CMSC 15100 — Lecture 2

A simple problem

Let's say that we want to do something very simple. Let's compute a factorial. What is a factorial? Informally, the factorial of a number $n$, denoted $n!$, is the product of all numbers from 1 to $n$. Okay, but how do we turn that into a program? First, we should try to define it more clearly. So we might say, ah, that's easy, we can just write it out like this: \[n! = 1 \times 2 \times \cdots \times n.\] Great! But there are some issues with this. For instance,

Is it really okay to just go $\cdots$? How do we know what's really going on there?
How would we describe what goes on inside the $\cdots$?
What about $n = 0$? Or $n = \frac 3 7$? Or how about $n = -23$?

One thing we might wonder is whether the definition above is really sufficient for our purposes. After all, the ellipses there are doing a lot of work. We might want a less handwavy definition. Consider the following more formal definition.

Let $n$ be a natural number. The factorial $n!$ is defined as follows:

If $n = 0$, then $n! = 1$.
If $n \gt 0$, then $n! = n \times (n-1)!$.

There is a lot going on here, but let's try to break it down. First, we assert that $n$ is not just any number but a specific kind of number: a natural number. You may have encountered natural numbers before in mathematics. An informal definition of the natural numbers is just the set of nonnegative integers (in this class, we believe that $0$ is a natural number). So here, we have already taken the step of restricting the possible input.

More intriguing is the definition itself. For one thing, the definition is broken down into two cases: 0 and all the other natural numbers. What's even more strange is that the second case seems to use the factorial itself in the definition. This seems a bit like circular reasoning. However, if try and unpack the definition, we'll discover that we get exactly what we wanted.

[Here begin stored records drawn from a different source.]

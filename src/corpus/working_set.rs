use anyhow::{Context, Result, bail};
use rand::rngs::StdRng;
use rand::{Rng, SeedableRng};
use std::path::{Path, PathBuf};

use super::loader::walk_files;

/// Working files generated when zero is requested
pub const DEFAULT_FILES: usize = 100;

/// Working file size in kb used when zero is requested
pub const DEFAULT_SIZE_KB: u64 = 256;

const WORKING_PREFIX: &str = "TextFile_";
const WORKING_SUFFIX: &str = "_tmp.txt";

/// File name of the `number`th working file (1-based)
pub fn working_file_name(number: usize) -> String {
    format!("{WORKING_PREFIX}{number}{WORKING_SUFFIX}")
}

/// Number of a generated working file, `None` for any other name
pub fn working_file_number(name: &str) -> Option<usize> {
    name.strip_prefix(WORKING_PREFIX)?
        .strip_suffix(WORKING_SUFFIX)?
        .parse()
        .ok()
}

/// Shape of a working set to generate
#[derive(Debug, Clone, PartialEq, Eq)]
pub struct WorkingSetSpec {
    pub files: usize,
    pub size_kb: u64,
    pub base_file_kb: u64,
    pub seed: Option<u64>,
}

impl WorkingSetSpec {
    /// Zero `files` or `size_kb` fall back to the defaults
    pub fn new(files: usize, size_kb: u64, base_file_kb: u64) -> Self {
        Self {
            files: if files == 0 { DEFAULT_FILES } else { files },
            size_kb: if size_kb == 0 { DEFAULT_SIZE_KB } else { size_kb },
            base_file_kb: base_file_kb.max(1),
            seed: None,
        }
    }

    pub fn with_seed(mut self, seed: u64) -> Self {
        self.seed = Some(seed);
        self
    }

    /// Base files concatenated into each working file
    pub fn pieces_per_file(&self) -> u64 {
        (self.size_kb / self.base_file_kb).max(1)
    }
}

/// Result of a generation run
#[derive(Debug, Clone)]
pub struct GeneratedSet {
    pub paths: Vec<PathBuf>,
    /// Seed actually used, so a run can be reproduced
    pub seed: u64,
}

/// Base corpus files of `base_dir`: `.txt` files that are not working files
pub fn base_files(base_dir: &Path) -> Result<Vec<PathBuf>> {
    if !base_dir.is_dir() {
        bail!("Base corpus directory not found: {}", base_dir.display());
    }

    let files = walk_files(base_dir, Some(1))?
        .into_iter()
        .filter(|path| {
            let name = path.file_name().and_then(|n| n.to_str()).unwrap_or("");
            path.extension().is_some_and(|ext| ext == "txt") && !name.ends_with(WORKING_SUFFIX)
        })
        .collect();
    Ok(files)
}

/// Assemble `spec.files` working files in `out_dir` from random base files
pub fn generate(base_dir: &Path, out_dir: &Path, spec: &WorkingSetSpec) -> Result<GeneratedSet> {
    let bases = base_files(base_dir)?;
    if bases.is_empty() {
        bail!("No base text files found in {}", base_dir.display());
    }

    let base_texts = bases
        .iter()
        .map(|path| {
            std::fs::read_to_string(path)
                .with_context(|| format!("Failed to read base file {}", path.display()))
        })
        .collect::<Result<Vec<_>>>()?;

    std::fs::create_dir_all(out_dir)
        .with_context(|| format!("Failed to create {}", out_dir.display()))?;

    let seed = spec.seed.unwrap_or_else(rand::random);
    let mut rng = StdRng::seed_from_u64(seed);
    let pieces = spec.pieces_per_file();

    tracing::info!(
        "Generating {} working files of {} base files each from {} ({} base files, seed {})",
        spec.files,
        pieces,
        base_dir.display(),
        base_texts.len(),
        seed
    );

    let mut paths = Vec::with_capacity(spec.files);
    for number in 1..=spec.files {
        let mut content = String::new();
        for _ in 0..pieces {
            let pick = rng.random_range(0..base_texts.len());
            content.push_str(&base_texts[pick]);
            content.push('\n');
        }

        let path = out_dir.join(working_file_name(number));
        std::fs::write(&path, content)
            .with_context(|| format!("Failed to write {}", path.display()))?;
        tracing::trace!("Wrote {}", path.display());
        paths.push(path);
    }

    Ok(GeneratedSet { paths, seed })
}

/// Delete the working files of `dir`, returning how many were removed
pub fn clean(dir: &Path) -> Result<usize> {
    if !dir.is_dir() {
        tracing::debug!("Nothing to clean, {} does not exist", dir.display());
        return Ok(0);
    }

    let entries =
        std::fs::read_dir(dir).with_context(|| format!("Failed to read {}", dir.display()))?;

    let mut removed = 0;
    for entry in entries {
        let path = entry?.path();
        let is_working = path
            .file_name()
            .and_then(|n| n.to_str())
            .is_some_and(|name| name.ends_with(WORKING_SUFFIX));
        if is_working && path.is_file() {
            std::fs::remove_file(&path)
                .with_context(|| format!("Failed to remove {}", path.display()))?;
            removed += 1;
        }
    }

    tracing::info!("Removed {} working files from {}", removed, dir.display());
    Ok(removed)
}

Let's try this. What's $3!$? According to the definition, $3! = 3 \times 2!$. Okay, so what's $2!$? According to the definition, $2! = 2 \times 1!$. But what's $1!$? According to the definition, $1! = 1 \times 0!$. But what's $0!$? According to the definition, $0! = 1$. Putting it all together, we have the following. \begin{align*} 3! &= 3 \times 2! \\ &= 3 \times (2 \times 1!) \\ &= 3 \times (2 \times (1 \times 0!)) \\ &= 3 \times (2 \times (1 \times 1)) \end{align*}

Note that here, we've already made use of a very sophisticated mathematical idea: substitution. But why are we allowed to do this? How do we make use of this? What exactly are we doing here?

Natural numbers

Let's take a step back. We very quickly took for granted that we only want to compute factorials for natural numbers and that natural numbers are just nonnegative integers. But what is an integer? What is a number? We've been fine with these concepts because we intuitively understand them to represent amounts of stuff, but this is not really a formal definition.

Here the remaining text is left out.